L’adaptation a donc une double dimension : défaire des structures territoriales pour se confronter à la réalité de la concurrence dont tout le monde sait qu’elle doit être "libre et non faussée". Pour cela, ce qui est insupportable à Sarkozy et consors, c’est bien la souveraineté populaire que la république avait mis en son centre, avec le poids des communes au niveau local, et la république garantissant par sa présence dans tous les départements la mise en œuvre égale et uniforme des droits et des devoirs. La réforme accompagne et organise la disparition de l’état de toute mission de service public. Le tryptique commune, département, nation est désormais remplacé par celui de la communauté, de la région et de l’Union Européenne.

Pourquoi la réforme ?

La commission Balladur propose ainsi de couronner des décennies de réformes institutionnelles qui se sont longtemps présentées comme "décentralisatrices", mais dont nous affirmons désormais qu’elles avançaient par étape vers la dislocation de la république : Marcellin en 71, Guichard en 76, Chevènement en 99.

Au delà des détails, nous voulons éclairer pour les dénoncer les conceptions politiques, le véritable projet de société dont cette réforme est la concrétisation :
- une conception de la politique comme "gouvernance" qui doit administrer l’espace public comme une entreprise
- une conception technocratique de la démocratie chargée de masquer les conflits et les contradictions
- l’utilisation des régions et des directives européennes pour le désengagement de l’état de toute mission publique garantissant les droits sociaux et l’égalité territoriale dans une république une et indivisible
- la mise en cause des communes comme lieu de citoyenneté républicaine au profit de métropoles, agglomérations, pays... dont l’élection directe dans un régime présidentialisé à l’extrême ne viendra que supprimer toute légitimité politique à ce qui restera de l’élection municipale.

La gouvernance et la politique

Les institutions françaises seraient donc un véritable mille-feuille ingérable, ou on paie deux ou trois fois pour la même mission, ou chaque collectivité dépense pour elle-même sans synergie ni rationalité avec les autres...

« L’organisation des collectivités locales n’a cessé de se compliquer au fil du temps, les étapes récentes de la décentralisation et la multiplication, depuis 1999, des établissements publics de coopération intercommunale ne se sont pas accompagnés d’un effort de rationalisation des structures des collectivités locales, des compétences qu’elles exercent et des financements qui s’y attachent.
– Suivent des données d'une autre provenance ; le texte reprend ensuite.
use chrono::{DateTime, Utc};
use serde::{Deserialize, Deserializer, Serialize};

use super::value_objects::OrderStatus;

// ============================================================================
// Order Entity
// ============================================================================

/// A customer purchase record.
///
/// `id` is supplied by the caller and never changes. `created_at` is set
/// once; `updated_at` moves forward on every mutation. A set `deleted_at`
/// hides the record from every lookup without erasing it.
#[derive(Debug, Clone, PartialEq, Serialize, Deserialize)]
#[serde(rename_all = "camelCase")]
pub struct Order {
    pub id: String,
    pub order_id: String,
    pub customer_id: String,
    pub status: OrderStatus,
    pub created_at: DateTime<Utc>,
    pub updated_at: DateTime<Utc>,
    #[serde(default)]
    pub deleted_at: Option<DateTime<Utc>>,
}

impl Order {
    pub fn is_deleted(&self) -> bool {
        self.deleted_at.is_some()
    }
}

/// Creation payload. Missing string fields decode as empty and are
/// rejected by the service.
#[derive(Debug, Clone, Default, PartialEq, Serialize, Deserialize)]
#[serde(rename_all = "camelCase", default)]
pub struct NewOrder {
    pub id: String,
    pub order_id: String,
    pub customer_id: String,
    #[serde(deserialize_with = "blank_as_unset")]
    pub status: Option<OrderStatus>,
}

impl NewOrder {
    pub fn new(
        id: impl Into<String>,
        order_id: impl Into<String>,
        customer_id: impl Into<String>,
    ) -> Self {
        Self {
            id: id.into(),
            order_id: order_id.into(),
            customer_id: customer_id.into(),
            status: None,
        }
    }

    pub fn with_status(mut self, status: OrderStatus) -> Self {
        self.status = Some(status);
        self
    }
}

/// Partial-update payload.
///
/// Only fields that are present and non-empty overwrite the stored value;
/// an empty string is treated the same as an absent one, so a field can
/// never be cleared through an update.
#[derive(Debug, Clone, Default, PartialEq, Serialize, Deserialize)]
#[serde(rename_all = "camelCase", default)]
pub struct OrderUpdate {
    pub id: String,
    pub order_id: Option<String>,
    pub customer_id: Option<String>,
    #[serde(deserialize_with = "blank_as_unset")]
    pub status: Option<OrderStatus>,
}

impl OrderUpdate {
    pub fn new(id: impl Into<String>) -> Self {
        Self {
            id: id.into(),
            ..Default::default()
        }
    }

    pub fn order_id(mut self, order_id: impl Into<String>) -> Self {
        self.order_id = Some(order_id.into());
        self
    }

    pub fn customer_id(mut self, customer_id: impl Into<String>) -> Self {
        self.customer_id = Some(customer_id.into());
        self
    }

    pub fn status(mut self, status: OrderStatus) -> Self {
        self.status = Some(status);
        self
    }

    /// Overwrites the supplied fields on `order`. Timestamps are left to
    /// the caller.
    pub fn merge_into(&self, order: &mut Order) {
        if let Some(order_id) = supplied(&self.order_id) {
            order.order_id = order_id.to_string();
        }
        if let Some(customer_id) = supplied(&self.customer_id) {
            order.customer_id = customer_id.to_string();
        }
        if let Some(status) = self.status {
            order.status = status;
        }
    }
}

fn supplied(value: &Option<String>) -> Option<&str> {
    value.as_deref().filter(|v| !v.is_empty())
}

/// `""` and `null` both mean "not supplied"; any other label must be known.
fn blank_as_unset<'de, D>(deserializer: D) -> Result<Option<OrderStatus>, D::Error>
where
    D: Deserializer<'de>,
{
    let raw: Option<String> = Option::deserialize(deserializer)?;
    match raw.as_deref() {
        None | Some("") => Ok(None),
        Some(label) => label.parse::<OrderStatus>().map(Some).map_err(serde::de::Error::custom),
    }
}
Il en résulte une perte d’efficacité pour l’action publique et pour les usagers des services publics, un coût élevé pour le contribuable et un manque de transparence pour l’électeur » (p.4). »
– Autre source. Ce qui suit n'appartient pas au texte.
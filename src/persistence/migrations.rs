use sqlx::PgPool;

// ============================================================================
// Schema Bootstrap
// ============================================================================

const STATEMENTS: [&str; 3] = [
    "CREATE TABLE IF NOT EXISTS orders (
        id          TEXT PRIMARY KEY,
        order_id    TEXT NOT NULL,
        customer_id TEXT NOT NULL,
        status      TEXT NOT NULL,
        created_at  TIMESTAMPTZ NOT NULL,
        updated_at  TIMESTAMPTZ NOT NULL,
        deleted_at  TIMESTAMPTZ NULL
    )",
    "CREATE INDEX IF NOT EXISTS idx_orders_status ON orders (status)",
    "CREATE INDEX IF NOT EXISTS idx_orders_deleted_at ON orders (deleted_at)",
];

/// Creates the `orders` table and its indexes. Safe to run repeatedly.
pub async fn run_migrations(pool: &PgPool) -> Result<(), sqlx::Error> {
    tracing::info!("Running database migrations...");

    for statement in STATEMENTS {
        sqlx::query(statement).execute(pool).await?;
    }

    tracing::info!("Database migration completed");
    Ok(())
}
pub mod retry;

pub use retry::{retry_on_transient, IsTransient, RetryConfig, RetryResult};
Nous savons au contraire à quel point les communes ont, de manière volontaire ou contrainte, appris à travailler en partenariat, entre elles comme avec l’état, l’éducation nationale, les bailleurs, les clubs sportifs ou les associations... S’il y a une structure partenariale, c’est bien la commune !

On peut noter aussi que ce sont bien les précédentes réformes qui ont multiplié les structures intercommunales et régionales au nom de l’efficacité et de la rationalité contre l’émiettement.

On pourrait en tout cas chercher plus de transparence et de simplicité en organisant les collectivités autour et par les communes, en accordant de réels moyens à la vie démocratie, avec un statut de l’élu, des conseils de quartier renforcés pour favoriser l’intervention populaire dans la gestion de l’argent public, le contrôle des administrations et des élus...

C’est le contraire qui est proposé, et au nom de ces 30000 communes trop nombreuses et qui n’auraient plus de pertinence, le projet supprime d’abord les communes urbaines de grande taille en agglomération. Il s’agit de mettre en place des structures toujours plus grandes, communes absorbées en agglomération, département absorbés par les régions... pour pouvoir "jouer" dans la concurrence territoriale.

De fait, il s’agit de singer un mouvement très fort de concentration et de centralisation des grandes entreprises. Un rapport de la Cnuced constate dès 2002 que

65 000 transnationales disposent de 850 000 filiales qui exploitent 54 millions de salarié·e·s, contre un total de 24 millions en 1990. La dynamique expansionniste est nette. Les exportations des filiales - en incluant les sous-traitants, les accords de licences de production - constituent plus de 50 % du commerce mondial en 2001. Dans cet ensemble, les 100 premières transnationales non financières concentrent plus de 50 % du chiffre d’affaires.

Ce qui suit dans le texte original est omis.